The pregnancy-induced changes in the cardiovascular system develop primarily to meet the increased metabolic demands of the mother and fetus [1] . Knowledge of these changes is essential in the management of women with cardiovascular disease [2] . Though cardiovascular disease ranks as the prime indirect cause of maternal death as well as the most common cause of maternal death [3] , little is known about the characteristics of the 12-lead electrocardiogram (ECG) in pregnancy. There is evidence from various studies to suggest that some electrocardiographic parameters are, indeed, altered in the pregnant state [4] -[8] . According to the study conducted upon pregnant women, Katz et al. (1978) reported that the heart rate increased throughout pregnancy and reached to a peak in third trimester [9] . Similarly, this increase in heart rate was not purely linear but slightly curved according to Carla et al. [10] . Also, Suzanne et al. (1996) reported that the heart rate increased till thirtieth week of pregnancy and thereafter remained constant [11] [12] . An opposing finding was found in the study done by Desai et al. (2004) who reported most of the heart rate increase occurring in first, second and third trimesters; increase in heart rate wasn’t significant [13] . Similarly, Ueland et al. (1969) found that the heart rate started rising by fifth weeks of gestation and continued only till thirty second week [14] .

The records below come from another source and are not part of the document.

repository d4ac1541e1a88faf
pub mod credentials;
use std::collections::BTreeMap;

use serde::{Deserialize, Serialize};

use crate::{CredentialName, CredentialVersion};

/// Version history for every stored credential, keyed by [`CredentialName::lookup_key`].
/// Each history is ordered oldest first.
#[derive(Clone, Debug, Default, Serialize, Deserialize)]
#[serde(transparent)]
pub(crate) struct CredentialState {
    credentials: BTreeMap<String, Vec<CredentialVersion>>,
}

impl CredentialState {
    pub(crate) fn find_latest(&self, name: &CredentialName) -> Option<CredentialVersion> {
        self.credentials
            .get(&name.lookup_key())
            .and_then(|versions| versions.last())
            .cloned()
    }

    pub(crate) fn find_versions(&self, name: &CredentialName) -> Vec<CredentialVersion> {
        self.credentials
            .get(&name.lookup_key())
            .map(|versions| versions.iter().rev().cloned().collect())
            .unwrap_or_default()
    }

    pub(crate) fn append(&mut self, version: CredentialVersion) {
        self.credentials
            .entry(version.name.lookup_key())
            .or_default()
            .push(version);
    }

    pub(crate) fn find_signed_by(&self, signer: &CredentialName) -> Vec<CredentialName> {
        // BTreeMap iteration keeps the result sorted by lookup key
        self.credentials
            .values()
            .filter_map(|versions| versions.last())
            .filter(|latest| latest.signed_by() == Some(signer))
            .map(|latest| latest.name.clone())
            .collect()
    }

    pub(crate) fn len(&self) -> usize {
        self.credentials.len()
    }
}
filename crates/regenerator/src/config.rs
use std::{collections::HashSet, time::Duration};

use config::{Config, ConfigError, Environment, File};
use credregen_common::{CredentialName, GenerationParameters, config::CredentialStorageConfig};
use serde::{Deserialize, Serialize};

use crate::{credential_regenerator::BulkRegenerationSettings, retry::RetryPolicy};

/// Default bound on one bulk regeneration = 5 minutes
const DEFAULT_BULK_TIMEOUT_SECONDS: u64 = 300;
const DEFAULT_MAX_CONCURRENCY: usize = 8;
const DEFAULT_MAX_ATTEMPTS: u32 = 3;
const DEFAULT_INITIAL_BACKOFF_MS: u64 = 100;
const DEFAULT_MAX_BACKOFF_MS: u64 = 2000;

#[derive(Debug, Serialize, Deserialize, Clone)]
pub struct RegeneratorConfig {
    /// Credential storage configuration
    pub credential_storage: CredentialStorageConfig,

    #[serde(default)]
    pub bulk: BulkConfig,

    /// Retries applied to transient credential store failures
    #[serde(default)]
    pub retry: RetryConfig,

    /// Credentials generated at start-up when not already stored, in listed order
    #[serde(default)]
    pub credentials: Vec<CredentialConfig>,
}

#[derive(Debug, Serialize, Deserialize, Clone, PartialEq)]
pub struct BulkConfig {
    /// Defaults given by [`DEFAULT_BULK_TIMEOUT_SECONDS`]
    #[serde(default = "default_bulk_timeout_seconds")]
    pub timeout_seconds: u64,

    /// Defaults given by [`DEFAULT_MAX_CONCURRENCY`]
    #[serde(default = "default_max_concurrency")]
    pub max_concurrency: usize,
}

#[derive(Debug, Serialize, Deserialize, Clone, PartialEq)]
pub struct RetryConfig {
    #[serde(default = "default_max_attempts")]
    pub max_attempts: u32,
    #[serde(default = "default_initial_backoff_ms")]
    pub initial_backoff_ms: u64,
    #[serde(default = "default_max_backoff_ms")]
    pub max_backoff_ms: u64,
}

#[derive(Debug, Serialize, Deserialize, Clone)]
pub struct CredentialConfig {
    /// Name of the credential
    pub name: String,

    /// Shape of the generated value
    pub parameters: GenerationParameters,
}

impl RegeneratorConfig {
    /// Load configuration from multiple sources in order of priority:
    /// 1. Configuration file (config.toml, config.yaml, config.json)
    /// 2. Environment variables (prefixed with CREDREGEN__)
    pub fn load() -> Result<Self, ConfigError> {
        let config = Config::builder()
            .add_source(File::with_name("config").required(false))
            .add_source(Environment::with_prefix("CREDREGEN").separator("__"))
            .build()?;

        let regenerator_config: Self = config.try_deserialize()?;

        regenerator_config.validate()?;

        Ok(regenerator_config)
    }

    /// Load configuration from a specific file
    pub fn load_from_file(path: &str) -> Result<Self, ConfigError> {
        let config = Config::builder()
            .add_source(File::with_name(path))
            .add_source(Environment::with_prefix("CREDREGEN").separator("__"))
            .build()?;

        let regenerator_config: Self = config.try_deserialize()?;

        regenerator_config.validate()?;

        Ok(regenerator_config)
    }

    /// Validate the entire regenerator configuration
    pub fn validate(&self) -> Result<(), ConfigError> {
        self.credential_storage.validate()?;
        self.bulk.validate()?;
        self.retry.validate()?;

        let mut seen = HashSet::new();
        for credential in &self.credentials {
            let name = credential.credential_name()?;
            if !seen.insert(name.clone()) {
                return Err(ConfigError::Message(format!(
                    "Credential {} is configured more than once",
                    name
                )));
            }
            credential.parameters.validate().map_err(|e| {
                ConfigError::Message(format!("Credential {}: {}", name, e))
            })?;
        }

        Ok(())
    }
}

impl BulkConfig {
    pub fn validate(&self) -> Result<(), ConfigError> {
        if self.timeout_seconds == 0 {
            return Err(ConfigError::Message(
                "bulk timeout_seconds must be greater than 0".to_string(),
            ));
        }
        if self.max_concurrency == 0 {
            return Err(ConfigError::Message(
                "bulk max_concurrency must be greater than 0".to_string(),
            ));
        }
        Ok(())
    }

    pub fn settings(&self) -> BulkRegenerationSettings {
        BulkRegenerationSettings {
            timeout: Duration::from_secs(self.timeout_seconds),
            max_concurrency: self.max_concurrency,
        }
    }
}

impl Default for BulkConfig {
    fn default() -> Self {
        Self {
            timeout_seconds: DEFAULT_BULK_TIMEOUT_SECONDS,
            max_concurrency: DEFAULT_MAX_CONCURRENCY,
        }
    }
}

impl RetryConfig {
    pub fn validate(&self) -> Result<(), ConfigError> {
        if self.max_attempts == 0 {
            return Err(ConfigError::Message(
                "retry max_attempts must be at least 1".to_string(),
            ));
        }
        if self.initial_backoff_ms > self.max_backoff_ms {
            return Err(ConfigError::Message(format!(
                "retry initial_backoff_ms ({}) cannot exceed max_backoff_ms ({})",
                self.initial_backoff_ms, self.max_backoff_ms
            )));
        }
        Ok(())
    }

    pub fn policy(&self) -> RetryPolicy {
        RetryPolicy {
            max_attempts: self.max_attempts,
            initial_backoff: Duration::from_millis(self.initial_backoff_ms),
            max_backoff: Duration::from_millis(self.max_backoff_ms),
        }
    }
}

impl Default for RetryConfig {
    fn default() -> Self {
        Self {
            max_attempts: DEFAULT_MAX_ATTEMPTS,
            initial_backoff_ms: DEFAULT_INITIAL_BACKOFF_MS,
            max_backoff_ms: DEFAULT_MAX_BACKOFF_MS,
        }
    }
}

impl CredentialConfig {
    pub fn credential_name(&self) -> Result<CredentialName, ConfigError> {
        CredentialName::parse(&self.name).map_err(|e| {
            ConfigError::Message(format!("Invalid credential name '{}': {}", self.name, e))
        })
    }
}

fn default_bulk_timeout_seconds() -> u64 {
    DEFAULT_BULK_TIMEOUT_SECONDS
}

fn default_max_concurrency() -> usize {
    DEFAULT_MAX_CONCURRENCY
}

fn default_max_attempts() -> u32 {
    DEFAULT_MAX_ATTEMPTS
}

fn default_initial_backoff_ms() -> u64 {
    DEFAULT_INITIAL_BACKOFF_MS
}

fn default_max_backoff_ms() -> u64 {
    DEFAULT_MAX_BACKOFF_MS
}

Many studies have also focused in changes in PR interval during pregnancy. Joseph et al. (1981) found that the mean PR interval was slightly shorter at third trimester when compared to second and first trimesters. However, clinically it wasn’t recognized [5] . There was a statistically significant decrease in PR interval in all trimesters of pregnancy when compared to control group in a study comprising 50 women in each trimester of pregnancy and compared with another 50 age matched non-pregnant women as controls who had normal P-R interval in the study conducted by Nandini et al. in the year 2011. This increase in heart rate and the shortening of PR interval are attributed due to fast conduction of electrical impulses from atria to the ventricles. This increased conductivity leads to positive chromo tropic effect leading to increased cardiac output which eventually depends on heart rate and stroke volume. This shortening may thus aid to meet the increased demand of the growing fetus. However, some pathological conditions in which PR interval shortening occurs like Wolff Parkinson White syndrome, Lown Ganong Levine syndrome and various other pathological reasons of tachycardia may get confused if not diagnosed before pregnancy. Therefore, it is important not to diagnose heart disease when none exists and at the same time not to fail to detect and appropriately treat heart disease when it does exist during pregnancy [15] .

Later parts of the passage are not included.